START Data supplied

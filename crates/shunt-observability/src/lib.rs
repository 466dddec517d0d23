//! Logging bootstrap shared by every Shunt process.
//!
//! Two layers: a compact console layer on stderr (stdout is reserved for
//! machine-readable output, e.g. the detached-run JSON result) and a
//! daily-rolling JSONL file layer. Old log files past the retention window
//! are removed at startup.

use chrono::{DateTime, Utc};
use serde::Serialize;
use std::fs;
use std::path::{Path, PathBuf};
use tracing_appender::non_blocking::WorkerGuard;
use tracing_subscriber::{layer::SubscriberExt, util::SubscriberInitExt, EnvFilter};

#[derive(Debug, Clone, Copy, Serialize)]
#[serde(rename_all = "snake_case")]
pub enum ProcessKind {
    /// The long-running daemon (heartbeat loop plus chat serving).
    Engine,
    /// A short-lived detached run, e.g. a cron-triggered prompt.
    Worker,
}

impl ProcessKind {
    pub fn as_str(self) -> &'static str {
        match self {
            ProcessKind::Engine => "engine",
            ProcessKind::Worker => "worker",
        }
    }
}

#[derive(Debug, Clone, Serialize)]
pub struct LoggingInitInfo {
    pub process: String,
    pub logs_dir: String,
    pub prefix: String,
    pub retention_days: u64,
    pub initialized_at: DateTime<Utc>,
}

/// Install the global subscriber. The returned guard must stay alive for
/// the process lifetime or buffered file output is lost.
pub fn init_process_logging(
    process: ProcessKind,
    logs_dir: &Path,
    retention_days: u64,
) -> anyhow::Result<(WorkerGuard, LoggingInitInfo)> {
    fs::create_dir_all(logs_dir)?;
    cleanup_old_jsonl(logs_dir, process.as_str(), retention_days)?;

    let file_appender = tracing_appender::rolling::Builder::new()
        .rotation(tracing_appender::rolling::Rotation::DAILY)
        .filename_prefix(format!("shunt.{}", process.as_str()))
        .filename_suffix("jsonl")
        .build(logs_dir)?;

    let (non_blocking, guard) = tracing_appender::non_blocking(file_appender);

    let file_layer = tracing_subscriber::fmt::layer()
        .json()
        .with_writer(non_blocking)
        .with_ansi(false)
        .with_current_span(false)
        .with_span_list(false);

    let console_layer = tracing_subscriber::fmt::layer()
        .compact()
        .with_target(true)
        .with_writer(std::io::stderr);

    let filter = EnvFilter::try_from_default_env().unwrap_or_else(|_| EnvFilter::new("info"));

    tracing_subscriber::registry()
        .with(filter)
        .with(console_layer)
        .with(file_layer)
        .try_init()
        .ok();

    let info = LoggingInitInfo {
        process: process.as_str().to_string(),
        logs_dir: logs_dir.display().to_string(),
        prefix: format!("shunt.{}", process.as_str()),
        retention_days,
        initialized_at: Utc::now(),
    };

    Ok((guard, info))
}

fn cleanup_old_jsonl(logs_dir: &Path, process: &str, retention_days: u64) -> anyhow::Result<()> {
    let cutoff = Utc::now() - chrono::Duration::days(retention_days as i64);
    let prefix = format!("shunt.{}.", process);

    for entry in fs::read_dir(logs_dir)? {
        let Ok(entry) = entry else { continue };
        let path = entry.path();
        if !path.is_file() {
            continue;
        }

        let Some(name) = path.file_name().and_then(|n| n.to_str()) else {
            continue;
        };

        if !name.starts_with(&prefix) || !name.ends_with(".jsonl") {
            continue;
        }

        // expected: shunt.<proc>.YYYY-MM-DD.jsonl
        let date_part = name.trim_start_matches(&prefix).trim_end_matches(".jsonl");

        let Ok(date) = chrono::NaiveDate::parse_from_str(date_part, "%Y-%m-%d") else {
            continue;
        };

        let Some(dt) = date.and_hms_opt(0, 0, 0) else {
            continue;
        };

        if DateTime::<Utc>::from_naive_utc_and_offset(dt, Utc) < cutoff {
            let _ = fs::remove_file(path);
        }
    }

    Ok(())
}

pub fn canonical_logs_dir_from_root(root: &Path) -> PathBuf {
    root.join("logs")
}

#[cfg(test)]
mod tests {
    use super::*;
    use tempfile::tempdir;

    #[test]
    fn cleanup_removes_only_expired_files_with_our_prefix() {
        let dir = tempdir().unwrap();
        let old = dir.path().join("shunt.engine.2020-01-01.jsonl");
        let fresh = dir
            .path()
            .join(format!("shunt.engine.{}.jsonl", Utc::now().format("%Y-%m-%d")));
        let foreign = dir.path().join("other.engine.2020-01-01.jsonl");
        for p in [&old, &fresh, &foreign] {
            fs::write(p, "{}\n").unwrap();
        }

        cleanup_old_jsonl(dir.path(), "engine", 30).unwrap();

        assert!(!old.exists());
        assert!(fresh.exists());
        assert!(foreign.exists());
    }

    #[test]
    fn canonical_logs_dir_joins_logs_folder() {
        let root = PathBuf::from("/tmp/shunt");
        assert_eq!(
            canonical_logs_dir_from_root(&root),
            PathBuf::from("/tmp/shunt/logs")
        );
    }
}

END Data supplied

_Problem description_
Copy out all of the records above with nothing altered.

_Answer space_
filename crates/shunt-observability/src/lib.rs
repository 466dddec517d0d23
//! Logging bootstrap shared by every Shunt process.
//!
//! Two layers: a compact console layer on stderr (stdout is reserved for
//! machine-readable output, e.g. the detached-run JSON result) and a
//! daily-rolling JSONL file layer. Old log files past the retention window
//! are removed at startup.

use chrono::{DateTime, Utc};
use serde::Serialize;
use std::fs;
use std::path::{Path, PathBuf};
use tracing_appender::non_blocking::WorkerGuard;
use tracing_subscriber::{layer::SubscriberExt, util::SubscriberInitExt, EnvFilter};

#[derive(Debug, Clone, Copy, Serialize)]
#[serde(rename_all = "snake_case")]
pub enum ProcessKind {
    /// The long-running daemon (heartbeat loop plus chat serving).
    Engine,
    /// A short-lived detached run, e.g. a cron-triggered prompt.
    Worker,
}

impl ProcessKind {
    pub fn as_str(self) -> &'static str {
        match self {
            ProcessKind::Engine => "engine",
            ProcessKind::Worker => "worker",
        }
    }
}

#[derive(Debug, Clone, Serialize)]
pub struct LoggingInitInfo {
    pub process: String,
    pub logs_dir: String,
    pub prefix: String,
    pub retention_days: u64,
    pub initialized_at: DateTime<Utc>,
}

/// Install the global subscriber. The returned guard must stay alive for
/// the process lifetime or buffered file output is lost.
pub fn init_process_logging(
    process: ProcessKind,
    logs_dir: &Path,
    retention_days: u64,
) -> anyhow::Result<(WorkerGuard, LoggingInitInfo)> {
    fs::create_dir_all(logs_dir)?;
    cleanup_old_jsonl(logs_dir, process.as_str(), retention_days)?;

    let file_appender = tracing_appender::rolling::Builder::new()
        .rotation(tracing_appender::rolling::Rotation::DAILY)
        .filename_prefix(format!("shunt.{}", process.as_str()))
        .filename_suffix("jsonl")
        .build(logs_dir)?;

    let (non_blocking, guard) = tracing_appender::non_blocking(file_appender);

    let file_layer = tracing_subscriber::fmt::layer()
        .json()
        .with_writer(non_blocking)
        .with_ansi(false)
        .with_current_span(false)
        .with_span_list(false);

    let console_layer = tracing_subscriber::fmt::layer()
        .compact()
        .with_target(true)
        .with_writer(std::io::stderr);

    let filter = EnvFilter::try_from_default_env().unwrap_or_else(|_| EnvFilter::new("info"));

    tracing_subscriber::registry()
        .with(filter)
        .with(console_layer)
        .with(file_layer)
        .try_init()
        .ok();

    let info = LoggingInitInfo {
        process: process.as_str().to_string(),
        logs_dir: logs_dir.display().to_string(),
        prefix: format!("shunt.{}", process.as_str()),
        retention_days,
        initialized_at: Utc::now(),
    };

    Ok((guard, info))
}

fn cleanup_old_jsonl(logs_dir: &Path, process: &str, retention_days: u64) -> anyhow::Result<()> {
    let cutoff = Utc::now() - chrono::Duration::days(retention_days as i64);
    let prefix = format!("shunt.{}.", process);

    for entry in fs::read_dir(logs_dir)? {
        let Ok(entry) = entry else { continue };
        let path = entry.path();
        if !path.is_file() {
            continue;
        }

        let Some(name) = path.file_name().and_then(|n| n.to_str()) else {
            continue;
        };

        if !name.starts_with(&prefix) || !name.ends_with(".jsonl") {
            continue;
        }

        // expected: shunt.<proc>.YYYY-MM-DD.jsonl
        let date_part = name.trim_start_matches(&prefix).trim_end_matches(".jsonl");

        let Ok(date) = chrono::NaiveDate::parse_from_str(date_part, "%Y-%m-%d") else {
            continue;
        };

        let Some(dt) = date.and_hms_opt(0, 0, 0) else {
            continue;
        };

        if DateTime::<Utc>::from_naive_utc_and_offset(dt, Utc) < cutoff {
            let _ = fs::remove_file(path);
        }
    }

    Ok(())
}

pub fn canonical_logs_dir_from_root(root: &Path) -> PathBuf {
    root.join("logs")
}

#[cfg(test)]
mod tests {
    use super::*;
    use tempfile::tempdir;

    #[test]
    fn cleanup_removes_only_expired_files_with_our_prefix() {
        let dir = tempdir().unwrap();
        let old = dir.path().join("shunt.engine.2020-01-01.jsonl");
        let fresh = dir
            .path()
            .join(format!("shunt.engine.{}.jsonl", Utc::now().format("%Y-%m-%d")));
        let foreign = dir.path().join("other.engine.2020-01-01.jsonl");
        for p in [&old, &fresh, &foreign] {
            fs::write(p, "{}\n").unwrap();
        }

        cleanup_old_jsonl(dir.path(), "engine", 30).unwrap();

        assert!(!old.exists());
        assert!(fresh.exists());
        assert!(foreign.exists());
    }

    #[test]
    fn canonical_logs_dir_joins_logs_folder() {
        let root = PathBuf::from("/tmp/shunt");
        assert_eq!(
            canonical_logs_dir_from_root(&root),
            PathBuf::from("/tmp/shunt/logs")
        );
    }
}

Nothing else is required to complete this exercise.